* Problem *
Each entry needs to be repeated exactly, with nothing added or removed.

* Material provided *
:::::

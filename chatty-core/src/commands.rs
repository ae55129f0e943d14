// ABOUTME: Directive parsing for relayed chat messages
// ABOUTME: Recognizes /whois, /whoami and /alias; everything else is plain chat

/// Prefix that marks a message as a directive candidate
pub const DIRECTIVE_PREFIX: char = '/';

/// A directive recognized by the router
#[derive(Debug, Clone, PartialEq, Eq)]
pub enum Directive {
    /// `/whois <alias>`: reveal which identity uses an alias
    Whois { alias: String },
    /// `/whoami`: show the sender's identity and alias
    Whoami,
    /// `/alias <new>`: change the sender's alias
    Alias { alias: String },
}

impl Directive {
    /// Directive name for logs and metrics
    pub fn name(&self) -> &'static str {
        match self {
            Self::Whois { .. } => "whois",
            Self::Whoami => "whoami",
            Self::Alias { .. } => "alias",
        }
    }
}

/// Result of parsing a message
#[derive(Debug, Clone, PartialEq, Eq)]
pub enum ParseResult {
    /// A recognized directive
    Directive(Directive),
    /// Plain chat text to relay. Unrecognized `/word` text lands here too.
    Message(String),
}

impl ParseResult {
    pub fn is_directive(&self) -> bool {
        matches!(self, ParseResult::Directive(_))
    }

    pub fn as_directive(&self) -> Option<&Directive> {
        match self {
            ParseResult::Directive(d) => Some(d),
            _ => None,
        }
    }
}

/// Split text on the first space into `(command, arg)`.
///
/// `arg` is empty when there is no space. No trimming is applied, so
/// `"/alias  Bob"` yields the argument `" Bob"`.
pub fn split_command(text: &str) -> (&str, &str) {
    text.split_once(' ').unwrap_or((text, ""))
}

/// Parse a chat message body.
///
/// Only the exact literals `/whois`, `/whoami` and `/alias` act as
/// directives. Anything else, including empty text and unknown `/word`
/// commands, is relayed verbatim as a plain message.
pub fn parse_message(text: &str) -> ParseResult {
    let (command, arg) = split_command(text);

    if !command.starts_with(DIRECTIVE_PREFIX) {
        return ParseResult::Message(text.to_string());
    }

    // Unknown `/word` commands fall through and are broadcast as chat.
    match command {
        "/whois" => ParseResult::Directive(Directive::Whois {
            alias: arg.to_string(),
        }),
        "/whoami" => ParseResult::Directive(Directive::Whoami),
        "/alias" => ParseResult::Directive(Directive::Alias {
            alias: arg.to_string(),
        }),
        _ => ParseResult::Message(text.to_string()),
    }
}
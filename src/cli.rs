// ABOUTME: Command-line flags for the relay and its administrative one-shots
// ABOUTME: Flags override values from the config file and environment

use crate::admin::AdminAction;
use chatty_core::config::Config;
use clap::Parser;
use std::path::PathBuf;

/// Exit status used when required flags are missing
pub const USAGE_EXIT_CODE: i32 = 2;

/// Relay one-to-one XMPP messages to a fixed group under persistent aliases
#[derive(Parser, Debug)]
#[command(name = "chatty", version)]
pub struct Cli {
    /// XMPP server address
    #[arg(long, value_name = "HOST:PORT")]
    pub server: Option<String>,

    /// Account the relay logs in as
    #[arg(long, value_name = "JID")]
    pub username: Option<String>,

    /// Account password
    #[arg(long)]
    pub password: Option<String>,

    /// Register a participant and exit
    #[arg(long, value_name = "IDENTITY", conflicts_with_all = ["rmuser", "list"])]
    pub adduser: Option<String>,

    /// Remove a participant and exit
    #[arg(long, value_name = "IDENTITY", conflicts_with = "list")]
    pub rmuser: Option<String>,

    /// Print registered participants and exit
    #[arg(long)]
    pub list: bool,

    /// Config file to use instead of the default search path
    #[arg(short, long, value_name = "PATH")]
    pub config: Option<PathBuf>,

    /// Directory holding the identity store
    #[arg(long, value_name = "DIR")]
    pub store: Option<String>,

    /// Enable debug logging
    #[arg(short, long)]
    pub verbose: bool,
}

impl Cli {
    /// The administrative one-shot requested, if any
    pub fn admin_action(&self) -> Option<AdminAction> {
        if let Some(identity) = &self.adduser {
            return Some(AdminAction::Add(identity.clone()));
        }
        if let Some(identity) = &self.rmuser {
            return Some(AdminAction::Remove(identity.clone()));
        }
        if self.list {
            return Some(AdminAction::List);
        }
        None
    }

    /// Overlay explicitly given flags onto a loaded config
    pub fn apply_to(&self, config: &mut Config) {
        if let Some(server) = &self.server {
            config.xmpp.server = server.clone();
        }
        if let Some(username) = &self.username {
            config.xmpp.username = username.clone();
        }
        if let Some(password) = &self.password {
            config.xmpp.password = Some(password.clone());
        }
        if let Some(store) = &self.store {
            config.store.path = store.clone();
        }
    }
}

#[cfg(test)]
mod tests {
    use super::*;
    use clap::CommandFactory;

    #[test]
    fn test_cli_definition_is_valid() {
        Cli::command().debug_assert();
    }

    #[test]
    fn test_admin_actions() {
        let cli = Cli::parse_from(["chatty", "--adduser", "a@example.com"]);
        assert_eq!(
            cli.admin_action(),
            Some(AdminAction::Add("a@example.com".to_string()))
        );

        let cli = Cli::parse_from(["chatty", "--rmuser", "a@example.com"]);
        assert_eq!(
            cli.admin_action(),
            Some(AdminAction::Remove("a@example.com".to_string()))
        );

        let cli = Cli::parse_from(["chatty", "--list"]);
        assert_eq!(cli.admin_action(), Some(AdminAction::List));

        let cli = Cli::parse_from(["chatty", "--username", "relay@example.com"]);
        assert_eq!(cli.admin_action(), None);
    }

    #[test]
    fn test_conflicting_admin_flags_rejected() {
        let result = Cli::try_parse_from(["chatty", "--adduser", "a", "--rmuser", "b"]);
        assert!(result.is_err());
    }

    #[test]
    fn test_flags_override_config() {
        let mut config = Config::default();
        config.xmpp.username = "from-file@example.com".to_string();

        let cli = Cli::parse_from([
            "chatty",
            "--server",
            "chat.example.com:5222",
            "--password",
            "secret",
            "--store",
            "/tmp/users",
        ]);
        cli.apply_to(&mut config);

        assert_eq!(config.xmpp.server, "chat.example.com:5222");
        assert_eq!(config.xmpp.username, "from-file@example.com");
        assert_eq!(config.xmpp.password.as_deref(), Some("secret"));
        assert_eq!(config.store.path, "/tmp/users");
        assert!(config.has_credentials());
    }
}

:::::

* Response *
filename chatty-core/src/commands.rs
repository ae55129f0e943d14
// ABOUTME: Directive parsing for relayed chat messages
// ABOUTME: Recognizes /whois, /whoami and /alias; everything else is plain chat

/// Prefix that marks a message as a directive candidate
pub const DIRECTIVE_PREFIX: char = '/';

/// A directive recognized by the router
#[derive(Debug, Clone, PartialEq, Eq)]
pub enum Directive {
    /// `/whois <alias>`: reveal which identity uses an alias
    Whois { alias: String },
    /// `/whoami`: show the sender's identity and alias
    Whoami,
    /// `/alias <new>`: change the sender's alias
    Alias { alias: String },
}

impl Directive {
    /// Directive name for logs and metrics
    pub fn name(&self) -> &'static str {
        match self {
            Self::Whois { .. } => "whois",
            Self::Whoami => "whoami",
            Self::Alias { .. } => "alias",
        }
    }
}

/// Result of parsing a message
#[derive(Debug, Clone, PartialEq, Eq)]
pub enum ParseResult {
    /// A recognized directive
    Directive(Directive),
    /// Plain chat text to relay. Unrecognized `/word` text lands here too.
    Message(String),
}

impl ParseResult {
    pub fn is_directive(&self) -> bool {
        matches!(self, ParseResult::Directive(_))
    }

    pub fn as_directive(&self) -> Option<&Directive> {
        match self {
            ParseResult::Directive(d) => Some(d),
            _ => None,
        }
    }
}

/// Split text on the first space into `(command, arg)`.
///
/// `arg` is empty when there is no space. No trimming is applied, so
/// `"/alias  Bob"` yields the argument `" Bob"`.
pub fn split_command(text: &str) -> (&str, &str) {
    text.split_once(' ').unwrap_or((text, ""))
}

/// Parse a chat message body.
///
/// Only the exact literals `/whois`, `/whoami` and `/alias` act as
/// directives. Anything else, including empty text and unknown `/word`
/// commands, is relayed verbatim as a plain message.
pub fn parse_message(text: &str) -> ParseResult {
    let (command, arg) = split_command(text);

    if !command.starts_with(DIRECTIVE_PREFIX) {
        return ParseResult::Message(text.to_string());
    }

    // Unknown `/word` commands fall through and are broadcast as chat.
    match command {
        "/whois" => ParseResult::Directive(Directive::Whois {
            alias: arg.to_string(),
        }),
        "/whoami" => ParseResult::Directive(Directive::Whoami),
        "/alias" => ParseResult::Directive(Directive::Alias {
            alias: arg.to_string(),
        }),
        _ => ParseResult::Message(text.to_string()),
    }
}
filename src/cli.rs
// ABOUTME: Command-line flags for the relay and its administrative one-shots
// ABOUTME: Flags override values from the config file and environment

use crate::admin::AdminAction;
use chatty_core::config::Config;
use clap::Parser;
use std::path::PathBuf;

/// Exit status used when required flags are missing
pub const USAGE_EXIT_CODE: i32 = 2;

/// Relay one-to-one XMPP messages to a fixed group under persistent aliases
#[derive(Parser, Debug)]
#[command(name = "chatty", version)]
pub struct Cli {
    /// XMPP server address
    #[arg(long, value_name = "HOST:PORT")]
    pub server: Option<String>,

    /// Account the relay logs in as
    #[arg(long, value_name = "JID")]
    pub username: Option<String>,

    /// Account password
    #[arg(long)]
    pub password: Option<String>,

    /// Register a participant and exit
    #[arg(long, value_name = "IDENTITY", conflicts_with_all = ["rmuser", "list"])]
    pub adduser: Option<String>,

    /// Remove a participant and exit
    #[arg(long, value_name = "IDENTITY", conflicts_with = "list")]
    pub rmuser: Option<String>,

    /// Print registered participants and exit
    #[arg(long)]
    pub list: bool,

    /// Config file to use instead of the default search path
    #[arg(short, long, value_name = "PATH")]
    pub config: Option<PathBuf>,

    /// Directory holding the identity store
    #[arg(long, value_name = "DIR")]
    pub store: Option<String>,

    /// Enable debug logging
    #[arg(short, long)]
    pub verbose: bool,
}

impl Cli {
    /// The administrative one-shot requested, if any
    pub fn admin_action(&self) -> Option<AdminAction> {
        if let Some(identity) = &self.adduser {
            return Some(AdminAction::Add(identity.clone()));
        }
        if let Some(identity) = &self.rmuser {
            return Some(AdminAction::Remove(identity.clone()));
        }
        if self.list {
            return Some(AdminAction::List);
        }
        None
    }

    /// Overlay explicitly given flags onto a loaded config
    pub fn apply_to(&self, config: &mut Config) {
        if let Some(server) = &self.server {
            config.xmpp.server = server.clone();
        }
        if let Some(username) = &self.username {
            config.xmpp.username = username.clone();
        }
        if let Some(password) = &self.password {
            config.xmpp.password = Some(password.clone());
        }
        if let Some(store) = &self.store {
            config.store.path = store.clone();
        }
    }
}

#[cfg(test)]
mod tests {
    use super::*;
    use clap::CommandFactory;

    #[test]
    fn test_cli_definition_is_valid() {
        Cli::command().debug_assert();
    }

    #[test]
    fn test_admin_actions() {
        let cli = Cli::parse_from(["chatty", "--adduser", "a@example.com"]);
        assert_eq!(
            cli.admin_action(),
            Some(AdminAction::Add("a@example.com".to_string()))
        );

        let cli = Cli::parse_from(["chatty", "--rmuser", "a@example.com"]);
        assert_eq!(
            cli.admin_action(),
            Some(AdminAction::Remove("a@example.com".to_string()))
        );

        let cli = Cli::parse_from(["chatty", "--list"]);
        assert_eq!(cli.admin_action(), Some(AdminAction::List));

        let cli = Cli::parse_from(["chatty", "--username", "relay@example.com"]);
        assert_eq!(cli.admin_action(), None);
    }

    #[test]
    fn test_conflicting_admin_flags_rejected() {
        let result = Cli::try_parse_from(["chatty", "--adduser", "a", "--rmuser", "b"]);
        assert!(result.is_err());
    }

    #[test]
    fn test_flags_override_config() {
        let mut config = Config::default();
        config.xmpp.username = "from-file@example.com".to_string();

        let cli = Cli::parse_from([
            "chatty",
            "--server",
            "chat.example.com:5222",
            "--password",
            "secret",
            "--store",
            "/tmp/users",
        ]);
        cli.apply_to(&mut config);

        assert_eq!(config.xmpp.server, "chat.example.com:5222");
        assert_eq!(config.xmpp.username, "from-file@example.com");
        assert_eq!(config.xmpp.password.as_deref(), Some("secret"));
        assert_eq!(config.store.path, "/tmp/users");
        assert!(config.has_credentials());
    }
}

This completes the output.